===== DATASET EXTRACT =====

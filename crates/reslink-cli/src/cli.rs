//! Command-line definition

use clap::{value_parser, Arg, ArgAction, Command};
use reslink_core::{EntityRef, LinkData};
use std::path::PathBuf;
use std::str::FromStr;

/// Snapshot used when neither `--store` nor a configured path is given
pub(crate) const DEFAULT_STORE: &str = "links.json";

fn entity_arg(id: &'static str, help: &'static str) -> Arg {
    Arg::new(id)
        .long(id)
        .value_name("KIND:ID")
        .value_parser(EntityRef::from_str)
        .required(true)
        .help(help)
}

fn name_arg() -> Arg {
    Arg::new("name")
        .long("name")
        .required(true)
        .help("Link name")
}

fn data_arg() -> Arg {
    Arg::new("data")
        .long("data")
        .value_name("JSON")
        .value_parser(parse_data)
        .help("Link metadata as a JSON object")
}

fn parse_data(text: &str) -> Result<LinkData, String> {
    let value: serde_json::Value = serde_json::from_str(text).map_err(|e| e.to_string())?;
    LinkData::try_from(value).map_err(|e| e.to_string())
}

pub(crate) fn command() -> Command {
    Command::new("reslink")
        .version(env!("CARGO_PKG_VERSION"))
        .about("Inspect and edit named links between entities")
        .subcommand_required(true)
        .arg(
            Arg::new("store")
                .long("store")
                .global(true)
                .value_name("FILE")
                .value_parser(value_parser!(PathBuf))
                .help("Link snapshot file (default: configured path or links.json)"),
        )
        .arg(
            Arg::new("config")
                .long("config")
                .global(true)
                .value_name("FILE")
                .value_parser(value_parser!(PathBuf))
                .help("TOML configuration file"),
        )
        .arg(
            Arg::new("log-json")
                .long("log-json")
                .global(true)
                .action(ArgAction::SetTrue)
                .help("Emit logs as JSON"),
        )
        .subcommand(
            Command::new("link")
                .about("Add one link, keeping existing ones")
                .arg(entity_arg("from", "Source entity"))
                .arg(entity_arg("to", "Destination entity"))
                .arg(name_arg())
                .arg(data_arg()),
        )
        .subcommand(
            Command::new("replace")
                .about("Set the links of an entity under a name to exactly the given targets")
                .arg(entity_arg("from", "Source entity"))
                .arg(name_arg())
                .arg(
                    entity_arg("to", "Target entity (repeatable; none clears the links)")
                        .required(false)
                        .action(ArgAction::Append),
                )
                .arg(data_arg()),
        )
        .subcommand(
            Command::new("unlink")
                .about("Remove every link of an entity under a name")
                .arg(entity_arg("from", "Source entity"))
                .arg(name_arg()),
        )
        .subcommand(
            Command::new("show")
                .about("List stored links touching an entity")
                .arg(entity_arg("entity", "Entity to inspect"))
                .arg(
                    Arg::new("name")
                        .long("name")
                        .help("Only links with this name"),
                )
                .arg(
                    Arg::new("direction")
                        .long("direction")
                        .value_parser(["out", "in", "both"])
                        .default_value("both")
                        .help("Outbound, inbound or both"),
                ),
        )
        .subcommand(
            Command::new("resolve")
                .about("Load the entities of one kind linked to or from an entity")
                .arg(entity_arg("entity", "Entity to resolve from"))
                .arg(name_arg())
                .arg(
                    Arg::new("kind")
                        .long("kind")
                        .required(true)
                        .help("Resource kind to load"),
                )
                .arg(
                    Arg::new("catalog")
                        .long("catalog")
                        .required(true)
                        .value_name("FILE")
                        .value_parser(value_parser!(PathBuf))
                        .help("JSON object mapping kind to an array of records with an \"id\""),
                ),
        )
}
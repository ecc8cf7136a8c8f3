//! Concurrent replacements on one key
//!
//! Run with: cargo test --package reslink-store --test concurrency_tests

use reslink_store::{replace_links, InMemoryLinkStore, LinkStore, ReplaceOptions};
use reslink_types::{EntityRef, LinkData};
use std::sync::atomic::{AtomicBool, Ordering};
use std::sync::Barrier;
use std::time::Duration;

fn process(id: u64) -> EntityRef {
    EntityRef::new("process", id)
}

fn outbound(store: &InMemoryLinkStore, from: &EntityRef) -> Vec<EntityRef> {
    store
        .find_by_from_and_name(from, "related_to")
        .unwrap()
        .into_iter()
        .map(|link| link.to().clone())
        .collect()
}

#[test]
fn concurrent_replacements_leave_one_whole_set() {
    let store = InMemoryLinkStore::new();
    let from = process(1);
    let set_a = vec![process(2), process(3), process(4)];
    let set_b = vec![process(5), process(6)];
    let opts = ReplaceOptions::new().with_lock_timeout(Duration::from_secs(10));
    let barrier = Barrier::new(2);

    std::thread::scope(|s| {
        for targets in [&set_a, &set_b] {
            let (store, from, opts, barrier) = (&store, &from, &opts, &barrier);
            s.spawn(move || {
                barrier.wait();
                for _ in 0..200 {
                    replace_links(store, from, targets.clone(), "related_to", &LinkData::new(), opts)
                        .unwrap();
                }
            });
        }
    });

    let final_set = outbound(&store, &from);
    assert!(final_set == set_a || final_set == set_b, "mixed state: {final_set:?}");
    assert_eq!(store.len(), final_set.len());
}

#[test]
fn readers_never_see_partial_replacement() {
    let store = InMemoryLinkStore::new();
    let from = process(1);
    let set_a = vec![process(2), process(3), process(4)];
    let set_b = vec![process(5), process(6)];
    let opts = ReplaceOptions::new().with_lock_timeout(Duration::from_secs(10));
    replace_links(&store, &from, set_a.clone(), "related_to", &LinkData::new(), &opts).unwrap();

    let done = AtomicBool::new(false);

    std::thread::scope(|s| {
        s.spawn(|| {
            for i in 0..500 {
                let targets = if i % 2 == 0 { set_b.clone() } else { set_a.clone() };
                replace_links(&store, &from, targets, "related_to", &LinkData::new(), &opts)
                    .unwrap();
            }
            done.store(true, Ordering::Release);
        });

        s.spawn(|| {
            while !done.load(Ordering::Acquire) {
                let seen = outbound(&store, &from);
                assert!(seen == set_a || seen == set_b, "partial state: {seen:?}");
            }
        });
    });
}

#[test]
fn disjoint_keys_proceed_in_parallel() {
    let store = InMemoryLinkStore::new();
    let opts = ReplaceOptions::new();

    // Hold one key for the whole test; replacements elsewhere must not wait on it.
    let held = store
        .lock_key(
            &reslink_types::LinkKey::new(&process(1), "related_to"),
            Duration::from_millis(10),
        )
        .unwrap();

    std::thread::scope(|s| {
        for id in 2..10u64 {
            let (store, opts) = (&store, &opts);
            s.spawn(move || {
                replace_links(
                    store,
                    &process(id),
                    [process(100 + id)],
                    "related_to",
                    &LinkData::new(),
                    &opts.with_lock_timeout(Duration::from_millis(50)),
                )
                .unwrap();
            });
        }
    });

    drop(held);
    assert_eq!(store.len(), 8);
}
//! Link graph facade
//!
//! [`LinkGraph`] wires an [`InMemoryLinkStore`], a [`LinkQueryEngine`] and a
//! [`LinkGraphConfig`] together and is the boundary host code talks to:
//!
//! - writes: [`link`](LinkGraph::link), [`replace`](LinkGraph::replace),
//!   [`unlink_all`](LinkGraph::unlink_all)
//! - reads: [`linked_resources`](LinkGraph::linked_resources),
//!   [`linked_as`](LinkGraph::linked_as), [`links_from`](LinkGraph::links_from),
//!   [`links_to`](LinkGraph::links_to)
//!
//! Every write on a `(from, name)` key holds that key's lock, so single-link
//! creation, bulk deletion and replacement never interleave on the same key.

use crate::config::LinkGraphConfig;
use crate::resource::{Resource, Resourceable};
use reslink_query::{LinkQueryEngine, Record, TypeResolver};
use reslink_store::{replace_links, InMemoryLinkStore, LinkStore, Replaced, StoreStats};
use reslink_types::{
    EntityRef, Link, LinkData, LinkId, LinkKey, LinkResult, NewLink, StorageError,
};
use std::collections::BTreeSet;
use std::sync::Arc;

/// Polymorphic link graph over host-owned entities
#[derive(Debug, Clone)]
pub struct LinkGraph {
    store: Arc<InMemoryLinkStore>,
    engine: LinkQueryEngine,
    config: LinkGraphConfig,
}

impl LinkGraph {
    /// Empty graph
    #[must_use]
    pub fn new(config: LinkGraphConfig, resolver: Arc<dyn TypeResolver>) -> Self {
        Self::with_store(Arc::new(InMemoryLinkStore::new()), config, resolver)
    }

    /// Graph over an existing store
    #[must_use]
    pub fn with_store(
        store: Arc<InMemoryLinkStore>,
        config: LinkGraphConfig,
        resolver: Arc<dyn TypeResolver>,
    ) -> Self {
        let engine = LinkQueryEngine::new(store.clone(), resolver);
        Self {
            store,
            engine,
            config,
        }
    }

    /// Graph restored from the configured snapshot
    ///
    /// Starts empty when no snapshot path is configured or the file does not
    /// exist yet.
    ///
    /// # Errors
    /// `LinkError::Storage` if the snapshot exists but cannot be loaded.
    pub fn open(config: LinkGraphConfig, resolver: Arc<dyn TypeResolver>) -> LinkResult<Self> {
        let store = match &config.snapshot_path {
            Some(path) if path.exists() => {
                let store = InMemoryLinkStore::load_snapshot(path)?;
                tracing::info!("Loaded {} links from {}", store.len(), path.display());
                store
            }
            _ => InMemoryLinkStore::new(),
        };
        Ok(Self::with_store(Arc::new(store), config, resolver))
    }

    /// Write the store to the configured snapshot
    ///
    /// Returns `false` when no snapshot path is configured.
    ///
    /// # Errors
    /// `LinkError::Storage` if writing fails.
    pub fn persist(&self) -> LinkResult<bool> {
        let Some(path) = &self.config.snapshot_path else {
            return Ok(false);
        };
        self.store.save_snapshot(path)?;
        tracing::info!("Saved {} links to {}", self.store.len(), path.display());
        Ok(true)
    }

    /// Configuration
    #[inline]
    #[must_use]
    pub fn config(&self) -> &LinkGraphConfig {
        &self.config
    }

    /// Underlying store
    #[inline]
    #[must_use]
    pub fn store(&self) -> &Arc<InMemoryLinkStore> {
        &self.store
    }

    /// Query engine
    #[inline]
    #[must_use]
    pub fn engine(&self) -> &LinkQueryEngine {
        &self.engine
    }

    /// Store statistics
    #[inline]
    #[must_use]
    pub fn stats(&self) -> StoreStats {
        self.store.stats()
    }

    /// Create one `from --name--> to` link
    ///
    /// Existing links under the key are kept.
    ///
    /// # Errors
    /// - `LinkError::Validation` if an endpoint or the name is missing
    /// - `LinkError::TransactionAborted` if the key lock is not acquired in time
    pub fn link(
        &self,
        from: &impl Resourceable,
        to: &impl Resourceable,
        name: &str,
        data: LinkData,
    ) -> LinkResult<LinkId> {
        let new_link = NewLink::new(from.entity_ref(), to.entity_ref(), name).with_data(data);
        new_link.validate()?;

        let _lock = self
            .store
            .lock_key(&new_link.from_key(), self.config.lock_timeout())?;
        let id = self.store.insert(new_link)?;
        tracing::debug!("Linked {}", id);
        Ok(id)
    }

    /// Make the `from --name--> *` links equal exactly `targets`
    ///
    /// Accepts a single resource (`[item]`, `Some(item)`) or any collection.
    /// Duplicate handling and the target limit follow the configuration.
    ///
    /// # Errors
    /// As [`replace_links`]. On error the previous links are kept.
    pub fn replace<I>(
        &self,
        from: &impl Resourceable,
        targets: I,
        name: &str,
        data: &LinkData,
    ) -> LinkResult<Replaced>
    where
        I: IntoIterator,
        I::Item: Resourceable,
    {
        let targets = targets.into_iter().map(|target| target.entity_ref());
        replace_links(
            self.store.as_ref(),
            &from.entity_ref(),
            targets,
            name,
            data,
            &self.config.replace_options(),
        )
    }

    /// Link `from` to typed resources, replacing any previous set
    ///
    /// # Errors
    /// As [`replace`](Self::replace).
    pub fn link_resources<T: Resource>(
        &self,
        from: &impl Resourceable,
        resources: &[T],
        name: &str,
        data: &LinkData,
    ) -> LinkResult<Replaced> {
        self.replace(from, resources.iter().map(Resourceable::entity_ref), name, data)
    }

    /// Remove every `from --name--> *` link
    ///
    /// Returns the number removed; zero is not an error.
    ///
    /// # Errors
    /// `LinkError::TransactionAborted` if the key lock is not acquired in time.
    pub fn unlink_all(&self, from: &impl Resourceable, name: &str) -> LinkResult<usize> {
        let from = from.entity_ref();
        let key = LinkKey::new(&from, name);
        let _lock = self.store.lock_key(&key, self.config.lock_timeout())?;
        let removed = self.store.delete_by_from_and_name(&from, name)?;
        tracing::debug!("Unlinked {} link(s) under {}", removed, key);
        Ok(removed)
    }

    /// Records of `resource_kind` linked to or from `entity` under `name`
    ///
    /// # Errors
    /// As [`LinkQueryEngine::resolve_linked`].
    pub fn linked_resources(
        &self,
        entity: &impl Resourceable,
        name: &str,
        resource_kind: &str,
    ) -> LinkResult<Vec<Record>> {
        self.engine
            .resolve_linked(&entity.entity_ref(), name, resource_kind)
    }

    /// Typed resources linked to or from `entity` under `name`
    ///
    /// # Errors
    /// As [`linked_resources`](Self::linked_resources); a record whose
    /// attributes do not decode as `T` is a `StorageError::LoaderFailed`.
    pub fn linked_as<T: Resource>(&self, entity: &impl Resourceable, name: &str) -> LinkResult<Vec<T>> {
        self.linked_resources(entity, name, T::KIND)?
            .iter()
            .map(|record| {
                record.decode::<T>().map_err(|e| {
                    StorageError::loader(T::KIND, format!("{} does not decode: {e}", record.entity))
                        .into()
                })
            })
            .collect()
    }

    /// Endpoints linked to or from `entity` under `name`, any kind, unloaded
    ///
    /// # Errors
    /// `LinkError::Storage` if a lookup fails.
    pub fn linked_refs(&self, entity: &impl Resourceable, name: &str) -> LinkResult<BTreeSet<EntityRef>> {
        self.engine.linked_refs(&entity.entity_ref(), name)
    }

    /// Every link originating from `entity`, any name
    ///
    /// # Errors
    /// `LinkError::Storage` if the lookup fails.
    pub fn links_from(&self, entity: &impl Resourceable) -> LinkResult<Vec<Link>> {
        self.store.links_from(&entity.entity_ref())
    }

    /// Every link pointing at `entity`, any name
    ///
    /// # Errors
    /// `LinkError::Storage` if the lookup fails.
    pub fn links_to(&self, entity: &impl Resourceable) -> LinkResult<Vec<Link>> {
        self.store.links_to(&entity.entity_ref())
    }
}

#[cfg(test)]
mod tests {
    use super::*;
    use reslink_query::TypeRegistry;
    use reslink_types::LinkError;
    use std::time::Duration;

    fn empty_graph(config: LinkGraphConfig) -> LinkGraph {
        LinkGraph::new(config, Arc::new(TypeRegistry::new()))
    }

    fn process(id: u64) -> EntityRef {
        EntityRef::new("process", id)
    }

    #[test]
    fn link_appends_under_key() {
        let graph = empty_graph(LinkGraphConfig::new());
        graph.link(&process(1), &process(2), "related_to", LinkData::new()).unwrap();
        graph.link(&process(1), &process(3), "related_to", LinkData::new()).unwrap();

        let refs = graph.linked_refs(&process(1), "related_to").unwrap();
        assert_eq!(refs, BTreeSet::from([process(2), process(3)]));
    }

    #[test]
    fn link_rejects_blank_name() {
        let graph = empty_graph(LinkGraphConfig::new());
        let err = graph.link(&process(1), &process(2), "", LinkData::new()).unwrap_err();
        assert!(err.is_caller_error());
        assert!(graph.store().is_empty());
    }

    #[test]
    fn link_waits_on_held_key() {
        let graph = empty_graph(LinkGraphConfig::new().with_lock_timeout(Duration::from_millis(20)));
        let key = LinkKey::new(&process(1), "related_to");
        let _held = graph.store().lock_key(&key, Duration::from_millis(10)).unwrap();

        let err = graph
            .link(&process(1), &process(2), "related_to", LinkData::new())
            .unwrap_err();
        assert!(matches!(err, LinkError::TransactionAborted { .. }));
    }

    #[test]
    fn replace_honours_unique_config() {
        let graph = empty_graph(LinkGraphConfig::new().with_unique_targets(true));
        let replaced = graph
            .replace(&process(1), [process(2), process(2)], "related_to", &LinkData::new())
            .unwrap();
        assert_eq!(replaced.inserted.len(), 1);
    }

    #[test]
    fn replace_accepts_single_target() {
        let graph = empty_graph(LinkGraphConfig::new());
        graph
            .replace(&process(1), Some(process(2)), "related_to", &LinkData::new())
            .unwrap();
        assert_eq!(graph.store().len(), 1);
    }

    #[test]
    fn replace_honours_target_limit() {
        let graph = empty_graph(LinkGraphConfig::new().with_max_targets(1));
        let err = graph
            .replace(&process(1), [process(2), process(3)], "related_to", &LinkData::new())
            .unwrap_err();
        assert!(err.is_caller_error());
    }

    #[test]
    fn unlink_all_is_idempotent() {
        let graph = empty_graph(LinkGraphConfig::new());
        graph
            .replace(&process(1), [process(2), process(3)], "related_to", &LinkData::new())
            .unwrap();

        assert_eq!(graph.unlink_all(&process(1), "related_to").unwrap(), 2);
        assert_eq!(graph.unlink_all(&process(1), "related_to").unwrap(), 0);
    }

    #[test]
    fn persist_without_path_is_noop() {
        let graph = empty_graph(LinkGraphConfig::new());
        assert!(!graph.persist().unwrap());
    }

    #[test]
    fn open_missing_snapshot_starts_empty() {
        let dir = tempfile::tempdir().unwrap();
        let config = LinkGraphConfig::new().with_snapshot_path(dir.path().join("links.json"));
        let graph = LinkGraph::open(config, Arc::new(TypeRegistry::new())).unwrap();
        assert!(graph.store().is_empty());
    }

    #[test]
    fn unknown_kind_from_empty_registry() {
        let graph = empty_graph(LinkGraphConfig::new());
        let err = graph
            .linked_resources(&process(1), "related_to", "process")
            .unwrap_err();
        assert!(matches!(err, LinkError::UnknownResourceKind { .. }));
    }
}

=====

- **ACTION ITEM**: Each line of the records above that contains the word "ReplaceOptions" should be counted; give the resulting number without further words.

- **RESULT**: 4